I found the steam-turbine-electric locos quite interesting not realising that these had even existed.

Except for experiments I can't see why anyone would want to waste power in such a way?


Reply to


I can't help but wonder that if (a) a cleaner MPD environment less like that of convertional steam sheds and more like that of a diesel depot, with less dirt to affect delicate moving parts and (b) WW2 hadn't intervened, would Stanier's turbine loco have had a greater impact on LMS motive power thinking and led to further construction of stablemates for 6202?

David Belcher

Reply to

Pete wrote in news:


I would imagine that they were looking towards reducing the power loss caused by all the moving parts involved in making a steam engine go, that is the power transmition.
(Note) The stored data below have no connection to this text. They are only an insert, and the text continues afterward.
//! In-memory collaborators for unit tests.

use std::io;
use std::net::SocketAddr;
use std::pin::Pin;
use std::sync::atomic::{AtomicUsize, Ordering};
use std::sync::{Arc, Mutex};
use std::task::{Context, Poll};

use tokio::io::{AsyncRead, AsyncWrite, AsyncWriteExt, DuplexStream, ReadBuf, duplex};

use crate::client::FtpClient;
use crate::transfer::DataConnector;

/// Records dialed addresses and counts shutdowns and live instances of the
/// streams it hands out.
#[derive(Debug, Clone, Default)]
pub(crate) struct MockConnector {
    dialed: Arc<Mutex<Vec<SocketAddr>>>,
    shutdowns: Arc<AtomicUsize>,
    open: Arc<AtomicUsize>,
    shutdown_error: Arc<Mutex<Option<io::ErrorKind>>>,
}

impl MockConnector {
    pub(crate) fn dialed(&self) -> Vec<SocketAddr> {
        self.dialed.lock().unwrap().clone()
    }

    pub(crate) fn shutdowns(&self) -> usize {
        self.shutdowns.load(Ordering::SeqCst)
    }

    /// Streams handed out and not dropped yet.
    pub(crate) fn open_streams(&self) -> usize {
        self.open.load(Ordering::SeqCst)
    }

    /// Makes shutdown of streams dialed from now on fail with `kind`.
    pub(crate) fn fail_shutdown(&self, kind: io::ErrorKind) {
        *self.shutdown_error.lock().unwrap() = Some(kind);
    }
}

impl DataConnector for MockConnector {
    type Stream = MockDataStream;

    async fn connect(&mut self, addr: SocketAddr) -> io::Result<MockDataStream> {
        self.dialed.lock().unwrap().push(addr);
        self.open.fetch_add(1, Ordering::SeqCst);
        Ok(MockDataStream {
            shutdowns: Arc::clone(&self.shutdowns),
            open: Arc::clone(&self.open),
            shutdown_error: *self.shutdown_error.lock().unwrap(),
        })
    }
}

/// A data stream that is always at end of file and swallows writes.
#[derive(Debug)]
pub(crate) struct MockDataStream {
    shutdowns: Arc<AtomicUsize>,
    open: Arc<AtomicUsize>,
    shutdown_error: Option<io::ErrorKind>,
}

impl Drop for MockDataStream {
    fn drop(&mut self) {
        self.open.fetch_sub(1, Ordering::SeqCst);
    }
}

impl AsyncRead for MockDataStream {
    fn poll_read(
        self: Pin<&mut Self>,
        _cx: &mut Context<'_>,
        _buf: &mut ReadBuf<'_>,
    ) -> Poll<io::Result<()>> {
        Poll::Ready(Ok(()))
    }
}

impl AsyncWrite for MockDataStream {
    fn poll_write(
        self: Pin<&mut Self>,
        _cx: &mut Context<'_>,
        buf: &[u8],
    ) -> Poll<io::Result<usize>> {
        Poll::Ready(Ok(buf.len()))
    }

    fn poll_flush(self: Pin<&mut Self>, _cx: &mut Context<'_>) -> Poll<io::Result<()>> {
        Poll::Ready(Ok(()))
    }

    fn poll_shutdown(self: Pin<&mut Self>, _cx: &mut Context<'_>) -> Poll<io::Result<()>> {
        self.shutdowns.fetch_add(1, Ordering::SeqCst);
        match self.shutdown_error {
            Some(kind) => Poll::Ready(Err(io::Error::new(kind, "shutdown failed"))),
            None => Poll::Ready(Ok(())),
        }
    }
}

/// Builds a session over an in-memory control connection whose server side
/// has already written `replies` (starting with the welcome).
pub(crate) async fn client_with(
    replies: &str,
    peer: &str,
) -> (FtpClient<DuplexStream, MockConnector>, DuplexStream, MockConnector) {
    let (local, mut remote) = duplex(4096);
    remote.write_all(replies.as_bytes()).await.unwrap();
    let connector = MockConnector::default();
    let client = FtpClient::new(local, peer.parse().unwrap(), connector.clone())
        .await
        .unwrap();
    (client, remote, connector)
}
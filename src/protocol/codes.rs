//! FTP reply codes
//!
//! Defines the RFC 959 reply codes and their hundreds-digit classification.

use std::fmt;

/// A three-digit FTP reply code in the range 100..=599.
#[derive(Debug, Clone, Copy, PartialEq, Eq, Hash, PartialOrd, Ord)]
pub struct ReplyCode(u16);

impl ReplyCode {
    pub const RESTART_MARKER: ReplyCode = ReplyCode(110);
    pub const SERVICE_READY_SOON: ReplyCode = ReplyCode(120);
    pub const STARTING_TRANSFER: ReplyCode = ReplyCode(125);
    pub const FILE_STATUS_OKAY: ReplyCode = ReplyCode(150);

    pub const OKAY: ReplyCode = ReplyCode(200);
    pub const SUPERFLUOUS: ReplyCode = ReplyCode(202);
    pub const SYSTEM_STATUS: ReplyCode = ReplyCode(211);
    pub const DIRECTORY_STATUS: ReplyCode = ReplyCode(212);
    pub const FILE_STATUS: ReplyCode = ReplyCode(213);
    pub const HELP_MESSAGE: ReplyCode = ReplyCode(214);
    pub const SYSTEM_TYPE: ReplyCode = ReplyCode(215);
    pub const SERVICE_READY: ReplyCode = ReplyCode(220);
    pub const SERVICE_CLOSING: ReplyCode = ReplyCode(221);
    pub const NO_TRANSFER: ReplyCode = ReplyCode(225);
    pub const CLOSING_DATA: ReplyCode = ReplyCode(226);
    pub const PASSIVE: ReplyCode = ReplyCode(227);
    pub const EXTENDED_PASSIVE: ReplyCode = ReplyCode(229);
    pub const LOGGED_IN: ReplyCode = ReplyCode(230);
    pub const ACTION_OKAY: ReplyCode = ReplyCode(250);
    pub const CREATED: ReplyCode = ReplyCode(257);

    pub const NEED_PASSWORD: ReplyCode = ReplyCode(331);
    pub const NEED_ACCOUNT: ReplyCode = ReplyCode(332);
    pub const PENDING_INFORMATION: ReplyCode = ReplyCode(350);

    pub const SERVICE_NOT_AVAILABLE: ReplyCode = ReplyCode(421);
    pub const CANT_OPEN_DATA: ReplyCode = ReplyCode(425);
    pub const TRANSFER_ABORTED: ReplyCode = ReplyCode(426);
    pub const ACTION_NOT_TAKEN: ReplyCode = ReplyCode(450);
    pub const LOCAL_ERROR: ReplyCode = ReplyCode(451);
    pub const INSUFFICIENT_STORAGE: ReplyCode = ReplyCode(452);

    pub const UNRECOGNIZED_COMMAND: ReplyCode = ReplyCode(500);
    pub const PARAMETER_SYNTAX_ERROR: ReplyCode = ReplyCode(501);
    pub const NOT_IMPLEMENTED: ReplyCode = ReplyCode(502);
    pub const BAD_SEQUENCE: ReplyCode = ReplyCode(503);
    pub const PARAMETER_NOT_IMPLEMENTED: ReplyCode = ReplyCode(504);
    pub const NOT_LOGGED_IN: ReplyCode = ReplyCode(530);
    pub const NO_ACCOUNT: ReplyCode = ReplyCode(532);
    pub const FILE_UNAVAILABLE: ReplyCode = ReplyCode(550);
    pub const PAGE_TYPE_UNKNOWN: ReplyCode = ReplyCode(551);
    pub const EXCEEDED_QUOTA: ReplyCode = ReplyCode(552);
    pub const FILE_NAME_NOT_ALLOWED: ReplyCode = ReplyCode(553);

    /// Returns `None` unless `code` lies in 100..=599.
    pub const fn new(code: u16) -> Option<Self> {
        if code >= 100 && code < 600 {
            Some(ReplyCode(code))
        } else {
            None
        }
    }

    pub const fn as_u16(self) -> u16 {
        self.0
    }

    /// 1yz: the action is being started, expect another reply.
    pub fn preliminary(self) -> bool {
        self.0 / 100 == 1
    }

    pub fn positive(self) -> bool {
        matches!(self.0 / 100, 1..=3)
    }

    /// A complete reply code is not necessarily positive.
    pub fn complete(self) -> bool {
        matches!(self.0 / 100, 2 | 4 | 5)
    }

    pub fn positive_complete(self) -> bool {
        self.0 / 100 == 2
    }

    /// 4yz: the command failed but may succeed if retried.
    pub fn temporary(self) -> bool {
        self.0 / 100 == 4
    }
}

impl TryFrom<u16> for ReplyCode {
    type Error = u16;

    fn try_from(code: u16) -> Result<Self, Self::Error> {
        ReplyCode::new(code).ok_or(code)
    }
}

impl From<ReplyCode> for u16 {
    fn from(code: ReplyCode) -> Self {
        code.0
    }
}

impl fmt::Display for ReplyCode {
    fn fmt(&self, f: &mut fmt::Formatter<'_>) -> fmt::Result {
        write!(f, "{}", self.0)
    }
}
The joints on coupling rods, valve gear, the cylinders themseves all take power to make them move, power which could otherwise be usefully employed actually shifting the engine.

Turning a turbine takes less power and if the remaining power is transmitted via electrical cables to electrical motors rather than steam pipes, valve gear and the like less is lost hence in theory teh same bioler could produce more power to drive the engine.

Just a thought.

Reply to
Chris Wilson

I think some time not that far away when the oil does start to run out we will see some kind of solid fuel fired steam turbine electric.

There is no real need to do a lot of prototyping - the technology is pretty well established, it is just a case of making it all fit in a UK loading guage CoCo + possibly some kind of tender or tank is pulverised fuel., and then getting approval to run the thing.

All this assumes that we still have any freight left on the railway in

20-40 years time that actually need locos to haul it.

-- Nick

Reply to

Now that makes sense though I don't know enough to add up all the links in the chain.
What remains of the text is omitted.